Stored data entries:
--*--

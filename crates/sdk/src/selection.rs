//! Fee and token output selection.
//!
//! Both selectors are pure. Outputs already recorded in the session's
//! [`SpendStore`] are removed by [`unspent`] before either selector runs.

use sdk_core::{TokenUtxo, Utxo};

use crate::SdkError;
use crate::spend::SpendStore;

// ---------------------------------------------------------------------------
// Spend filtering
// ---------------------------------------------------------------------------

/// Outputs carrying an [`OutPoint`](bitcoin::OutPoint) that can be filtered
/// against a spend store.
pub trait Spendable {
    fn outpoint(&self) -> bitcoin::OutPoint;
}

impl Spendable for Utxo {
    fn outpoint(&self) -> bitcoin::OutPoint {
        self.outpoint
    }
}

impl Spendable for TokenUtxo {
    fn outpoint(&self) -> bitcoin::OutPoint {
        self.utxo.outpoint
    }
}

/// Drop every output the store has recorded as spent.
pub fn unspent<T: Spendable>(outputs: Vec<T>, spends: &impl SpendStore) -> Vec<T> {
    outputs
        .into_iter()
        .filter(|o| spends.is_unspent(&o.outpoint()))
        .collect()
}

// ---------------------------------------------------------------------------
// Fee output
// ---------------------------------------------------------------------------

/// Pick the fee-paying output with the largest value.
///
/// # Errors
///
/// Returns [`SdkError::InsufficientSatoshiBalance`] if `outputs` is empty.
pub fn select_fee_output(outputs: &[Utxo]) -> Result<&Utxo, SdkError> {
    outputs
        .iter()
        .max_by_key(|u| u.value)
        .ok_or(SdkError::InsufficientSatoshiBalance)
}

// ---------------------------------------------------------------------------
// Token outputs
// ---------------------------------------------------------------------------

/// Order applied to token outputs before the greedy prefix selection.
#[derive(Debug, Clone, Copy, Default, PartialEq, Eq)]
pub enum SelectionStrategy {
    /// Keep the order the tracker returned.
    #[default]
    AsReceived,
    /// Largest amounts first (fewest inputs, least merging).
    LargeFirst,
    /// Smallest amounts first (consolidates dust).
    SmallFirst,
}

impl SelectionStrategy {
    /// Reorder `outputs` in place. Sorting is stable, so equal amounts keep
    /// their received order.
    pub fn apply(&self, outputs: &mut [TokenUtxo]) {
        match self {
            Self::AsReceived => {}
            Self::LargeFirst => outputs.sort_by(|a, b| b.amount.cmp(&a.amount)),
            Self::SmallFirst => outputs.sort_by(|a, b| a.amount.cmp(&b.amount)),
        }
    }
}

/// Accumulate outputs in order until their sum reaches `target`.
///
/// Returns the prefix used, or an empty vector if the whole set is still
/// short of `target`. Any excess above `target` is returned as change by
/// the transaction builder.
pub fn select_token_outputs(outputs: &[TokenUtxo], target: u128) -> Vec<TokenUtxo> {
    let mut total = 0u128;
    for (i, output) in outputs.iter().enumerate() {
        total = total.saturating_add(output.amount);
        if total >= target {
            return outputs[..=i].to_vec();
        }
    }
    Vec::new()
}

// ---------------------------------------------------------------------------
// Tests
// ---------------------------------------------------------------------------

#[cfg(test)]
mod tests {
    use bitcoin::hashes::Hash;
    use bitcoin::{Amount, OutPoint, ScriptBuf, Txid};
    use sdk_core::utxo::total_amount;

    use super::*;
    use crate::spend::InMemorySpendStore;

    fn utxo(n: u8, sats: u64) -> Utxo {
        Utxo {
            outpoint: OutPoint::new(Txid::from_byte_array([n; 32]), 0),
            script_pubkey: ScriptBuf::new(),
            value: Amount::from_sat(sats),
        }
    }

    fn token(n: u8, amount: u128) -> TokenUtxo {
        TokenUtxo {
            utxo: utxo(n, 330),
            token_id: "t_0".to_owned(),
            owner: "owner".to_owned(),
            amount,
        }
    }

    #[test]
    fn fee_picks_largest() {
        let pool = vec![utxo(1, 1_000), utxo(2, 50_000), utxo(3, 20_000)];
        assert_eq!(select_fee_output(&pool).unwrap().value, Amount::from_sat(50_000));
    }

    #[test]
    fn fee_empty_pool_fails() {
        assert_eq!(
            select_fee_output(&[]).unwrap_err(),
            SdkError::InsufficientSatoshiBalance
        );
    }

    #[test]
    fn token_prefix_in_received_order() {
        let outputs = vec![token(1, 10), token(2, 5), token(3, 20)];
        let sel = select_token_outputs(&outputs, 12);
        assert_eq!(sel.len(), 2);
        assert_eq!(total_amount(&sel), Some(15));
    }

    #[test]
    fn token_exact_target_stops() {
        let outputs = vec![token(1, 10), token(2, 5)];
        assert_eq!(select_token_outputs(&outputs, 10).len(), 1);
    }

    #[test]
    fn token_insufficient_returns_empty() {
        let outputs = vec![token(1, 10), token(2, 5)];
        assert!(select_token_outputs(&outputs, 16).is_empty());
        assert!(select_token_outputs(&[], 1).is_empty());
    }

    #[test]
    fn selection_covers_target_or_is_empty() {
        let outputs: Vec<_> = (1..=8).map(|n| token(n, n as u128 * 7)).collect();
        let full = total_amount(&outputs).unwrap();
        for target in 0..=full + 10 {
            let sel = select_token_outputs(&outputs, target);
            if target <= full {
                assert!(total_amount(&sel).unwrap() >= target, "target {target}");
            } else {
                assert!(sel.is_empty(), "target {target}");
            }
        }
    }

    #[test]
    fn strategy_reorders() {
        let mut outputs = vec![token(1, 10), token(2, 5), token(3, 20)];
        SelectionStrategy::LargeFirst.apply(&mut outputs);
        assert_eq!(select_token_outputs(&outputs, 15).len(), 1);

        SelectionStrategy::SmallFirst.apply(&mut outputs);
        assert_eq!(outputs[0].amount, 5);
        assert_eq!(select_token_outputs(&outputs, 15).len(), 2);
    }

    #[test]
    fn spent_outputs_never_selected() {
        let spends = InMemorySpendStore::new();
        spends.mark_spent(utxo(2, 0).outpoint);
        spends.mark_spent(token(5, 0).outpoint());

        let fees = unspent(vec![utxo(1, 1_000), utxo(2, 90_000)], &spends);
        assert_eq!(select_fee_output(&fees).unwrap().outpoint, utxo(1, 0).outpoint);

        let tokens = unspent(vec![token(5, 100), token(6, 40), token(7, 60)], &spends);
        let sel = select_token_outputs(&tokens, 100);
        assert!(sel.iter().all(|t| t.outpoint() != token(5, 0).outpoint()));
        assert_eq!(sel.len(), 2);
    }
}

--*--

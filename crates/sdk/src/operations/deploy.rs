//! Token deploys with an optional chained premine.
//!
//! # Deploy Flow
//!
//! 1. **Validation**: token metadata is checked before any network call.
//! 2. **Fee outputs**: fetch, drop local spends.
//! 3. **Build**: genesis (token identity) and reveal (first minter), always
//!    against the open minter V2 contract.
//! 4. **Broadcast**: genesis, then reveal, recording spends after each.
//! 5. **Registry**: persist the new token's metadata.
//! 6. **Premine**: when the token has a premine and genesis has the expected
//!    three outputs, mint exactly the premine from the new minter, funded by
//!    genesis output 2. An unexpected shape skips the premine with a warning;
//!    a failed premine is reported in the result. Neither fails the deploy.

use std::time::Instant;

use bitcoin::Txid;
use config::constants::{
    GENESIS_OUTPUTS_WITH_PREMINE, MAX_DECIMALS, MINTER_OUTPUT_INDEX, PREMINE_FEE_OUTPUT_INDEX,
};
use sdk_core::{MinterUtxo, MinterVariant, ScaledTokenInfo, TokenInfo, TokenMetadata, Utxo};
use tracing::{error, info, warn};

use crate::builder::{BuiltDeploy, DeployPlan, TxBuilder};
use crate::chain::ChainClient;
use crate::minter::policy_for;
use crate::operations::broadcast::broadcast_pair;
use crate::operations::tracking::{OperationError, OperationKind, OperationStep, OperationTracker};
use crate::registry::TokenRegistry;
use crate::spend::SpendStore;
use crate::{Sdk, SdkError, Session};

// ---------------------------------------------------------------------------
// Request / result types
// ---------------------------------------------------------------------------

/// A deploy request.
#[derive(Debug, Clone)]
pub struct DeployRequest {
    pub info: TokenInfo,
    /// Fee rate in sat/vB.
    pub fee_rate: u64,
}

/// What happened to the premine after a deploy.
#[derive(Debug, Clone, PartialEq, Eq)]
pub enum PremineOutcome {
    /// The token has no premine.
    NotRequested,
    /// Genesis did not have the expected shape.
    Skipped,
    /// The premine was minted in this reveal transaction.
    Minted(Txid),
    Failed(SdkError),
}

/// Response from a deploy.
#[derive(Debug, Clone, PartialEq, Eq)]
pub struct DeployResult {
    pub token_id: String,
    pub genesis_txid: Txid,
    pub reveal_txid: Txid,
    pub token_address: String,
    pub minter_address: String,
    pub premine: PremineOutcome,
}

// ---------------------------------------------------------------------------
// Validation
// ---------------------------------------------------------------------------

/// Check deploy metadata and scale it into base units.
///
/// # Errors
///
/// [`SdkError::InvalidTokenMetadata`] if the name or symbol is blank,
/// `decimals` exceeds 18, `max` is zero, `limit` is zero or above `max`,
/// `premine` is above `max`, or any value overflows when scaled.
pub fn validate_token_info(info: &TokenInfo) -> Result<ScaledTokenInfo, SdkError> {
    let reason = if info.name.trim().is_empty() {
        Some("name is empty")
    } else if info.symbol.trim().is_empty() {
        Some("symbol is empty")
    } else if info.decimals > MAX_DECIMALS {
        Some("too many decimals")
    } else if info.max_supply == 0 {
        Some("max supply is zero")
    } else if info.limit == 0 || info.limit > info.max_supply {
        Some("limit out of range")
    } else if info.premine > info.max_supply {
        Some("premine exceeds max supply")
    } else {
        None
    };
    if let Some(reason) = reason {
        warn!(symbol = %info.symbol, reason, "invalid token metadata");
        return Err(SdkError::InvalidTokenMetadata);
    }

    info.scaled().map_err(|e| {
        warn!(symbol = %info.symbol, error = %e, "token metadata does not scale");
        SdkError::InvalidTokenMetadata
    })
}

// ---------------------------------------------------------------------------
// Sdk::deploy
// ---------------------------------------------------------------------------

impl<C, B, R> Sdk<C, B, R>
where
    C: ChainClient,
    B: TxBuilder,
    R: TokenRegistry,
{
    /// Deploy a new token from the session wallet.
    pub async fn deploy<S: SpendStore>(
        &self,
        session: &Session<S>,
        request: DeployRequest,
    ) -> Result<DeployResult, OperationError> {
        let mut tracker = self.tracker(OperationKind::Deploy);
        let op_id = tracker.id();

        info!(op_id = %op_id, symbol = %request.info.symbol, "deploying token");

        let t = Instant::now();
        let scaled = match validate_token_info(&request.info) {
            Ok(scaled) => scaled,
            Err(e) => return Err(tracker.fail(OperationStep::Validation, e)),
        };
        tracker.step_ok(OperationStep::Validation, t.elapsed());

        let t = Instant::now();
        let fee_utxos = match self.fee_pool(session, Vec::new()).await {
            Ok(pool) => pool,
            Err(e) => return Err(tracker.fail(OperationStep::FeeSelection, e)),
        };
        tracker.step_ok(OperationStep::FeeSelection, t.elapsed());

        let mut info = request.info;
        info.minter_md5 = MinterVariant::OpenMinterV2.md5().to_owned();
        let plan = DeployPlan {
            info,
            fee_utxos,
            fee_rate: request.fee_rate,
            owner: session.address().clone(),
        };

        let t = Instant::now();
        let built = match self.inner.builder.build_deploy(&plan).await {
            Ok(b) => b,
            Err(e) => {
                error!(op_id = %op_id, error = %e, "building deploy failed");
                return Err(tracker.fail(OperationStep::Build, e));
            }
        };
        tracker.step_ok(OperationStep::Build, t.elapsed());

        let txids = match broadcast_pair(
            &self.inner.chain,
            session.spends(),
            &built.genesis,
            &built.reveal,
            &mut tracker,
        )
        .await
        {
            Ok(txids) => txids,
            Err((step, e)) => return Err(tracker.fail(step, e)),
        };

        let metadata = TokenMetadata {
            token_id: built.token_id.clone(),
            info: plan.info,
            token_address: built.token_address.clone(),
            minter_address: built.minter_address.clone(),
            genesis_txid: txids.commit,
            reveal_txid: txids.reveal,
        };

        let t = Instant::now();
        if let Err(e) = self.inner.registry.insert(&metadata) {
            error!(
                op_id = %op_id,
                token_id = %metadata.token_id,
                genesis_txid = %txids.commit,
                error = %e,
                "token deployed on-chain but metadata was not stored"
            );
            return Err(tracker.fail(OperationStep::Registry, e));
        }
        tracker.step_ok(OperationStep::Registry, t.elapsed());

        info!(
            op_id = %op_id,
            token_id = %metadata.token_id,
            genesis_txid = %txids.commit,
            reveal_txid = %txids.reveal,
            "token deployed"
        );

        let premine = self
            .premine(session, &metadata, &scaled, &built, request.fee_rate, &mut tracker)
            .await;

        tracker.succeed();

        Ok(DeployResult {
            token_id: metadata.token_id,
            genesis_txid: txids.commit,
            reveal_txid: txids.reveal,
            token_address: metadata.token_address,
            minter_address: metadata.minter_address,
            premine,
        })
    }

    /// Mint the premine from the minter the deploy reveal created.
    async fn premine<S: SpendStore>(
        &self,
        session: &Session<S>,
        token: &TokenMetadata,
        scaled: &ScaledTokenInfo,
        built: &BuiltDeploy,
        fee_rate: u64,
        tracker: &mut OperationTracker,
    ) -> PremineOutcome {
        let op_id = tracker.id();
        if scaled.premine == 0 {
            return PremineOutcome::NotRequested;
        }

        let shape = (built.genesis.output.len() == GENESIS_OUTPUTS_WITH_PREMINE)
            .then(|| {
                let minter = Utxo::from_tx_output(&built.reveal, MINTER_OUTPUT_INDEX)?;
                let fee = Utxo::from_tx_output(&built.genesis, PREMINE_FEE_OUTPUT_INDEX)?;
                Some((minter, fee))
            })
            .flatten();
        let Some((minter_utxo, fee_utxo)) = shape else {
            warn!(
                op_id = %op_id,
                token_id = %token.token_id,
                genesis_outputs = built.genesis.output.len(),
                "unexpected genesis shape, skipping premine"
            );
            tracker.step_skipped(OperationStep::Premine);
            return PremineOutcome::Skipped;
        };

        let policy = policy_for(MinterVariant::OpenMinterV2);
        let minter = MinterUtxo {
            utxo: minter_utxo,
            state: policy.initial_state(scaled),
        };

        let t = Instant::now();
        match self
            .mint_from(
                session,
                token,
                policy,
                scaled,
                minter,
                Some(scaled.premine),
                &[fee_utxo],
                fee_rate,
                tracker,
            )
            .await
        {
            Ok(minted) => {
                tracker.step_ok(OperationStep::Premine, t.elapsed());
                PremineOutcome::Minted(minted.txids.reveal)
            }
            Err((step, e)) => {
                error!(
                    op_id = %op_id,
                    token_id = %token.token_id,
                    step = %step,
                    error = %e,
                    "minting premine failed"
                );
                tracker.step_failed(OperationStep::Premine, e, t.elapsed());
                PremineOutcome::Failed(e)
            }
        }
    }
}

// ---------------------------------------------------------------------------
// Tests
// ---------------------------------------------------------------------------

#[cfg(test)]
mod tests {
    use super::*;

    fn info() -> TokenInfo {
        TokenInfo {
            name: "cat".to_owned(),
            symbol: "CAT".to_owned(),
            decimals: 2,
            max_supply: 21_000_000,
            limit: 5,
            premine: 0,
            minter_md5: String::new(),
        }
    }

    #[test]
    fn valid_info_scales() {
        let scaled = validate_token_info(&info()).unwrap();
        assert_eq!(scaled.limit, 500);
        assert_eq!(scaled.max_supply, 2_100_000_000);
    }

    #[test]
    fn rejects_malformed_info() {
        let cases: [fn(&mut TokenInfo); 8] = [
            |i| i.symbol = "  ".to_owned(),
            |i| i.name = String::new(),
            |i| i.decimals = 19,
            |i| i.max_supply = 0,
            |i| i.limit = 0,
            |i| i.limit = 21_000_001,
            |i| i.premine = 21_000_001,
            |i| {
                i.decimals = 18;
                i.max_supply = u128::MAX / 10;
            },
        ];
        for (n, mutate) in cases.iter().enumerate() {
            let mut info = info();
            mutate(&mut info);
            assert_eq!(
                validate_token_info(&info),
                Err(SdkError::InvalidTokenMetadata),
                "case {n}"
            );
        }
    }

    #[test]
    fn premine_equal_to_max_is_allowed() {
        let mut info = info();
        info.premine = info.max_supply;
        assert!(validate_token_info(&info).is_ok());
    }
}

--*--

▶ _TASK_
Where a line above holds the word "bitcoin", copy it.

▶ _REPLY TO THE EXERCISE_
/// Outputs carrying an [`OutPoint`](bitcoin::OutPoint) that can be filtered
    fn outpoint(&self) -> bitcoin::OutPoint;
    fn outpoint(&self) -> bitcoin::OutPoint {
    fn outpoint(&self) -> bitcoin::OutPoint {
    use bitcoin::hashes::Hash;
    use bitcoin::{Amount, OutPoint, ScriptBuf, Txid};
use bitcoin::Txid;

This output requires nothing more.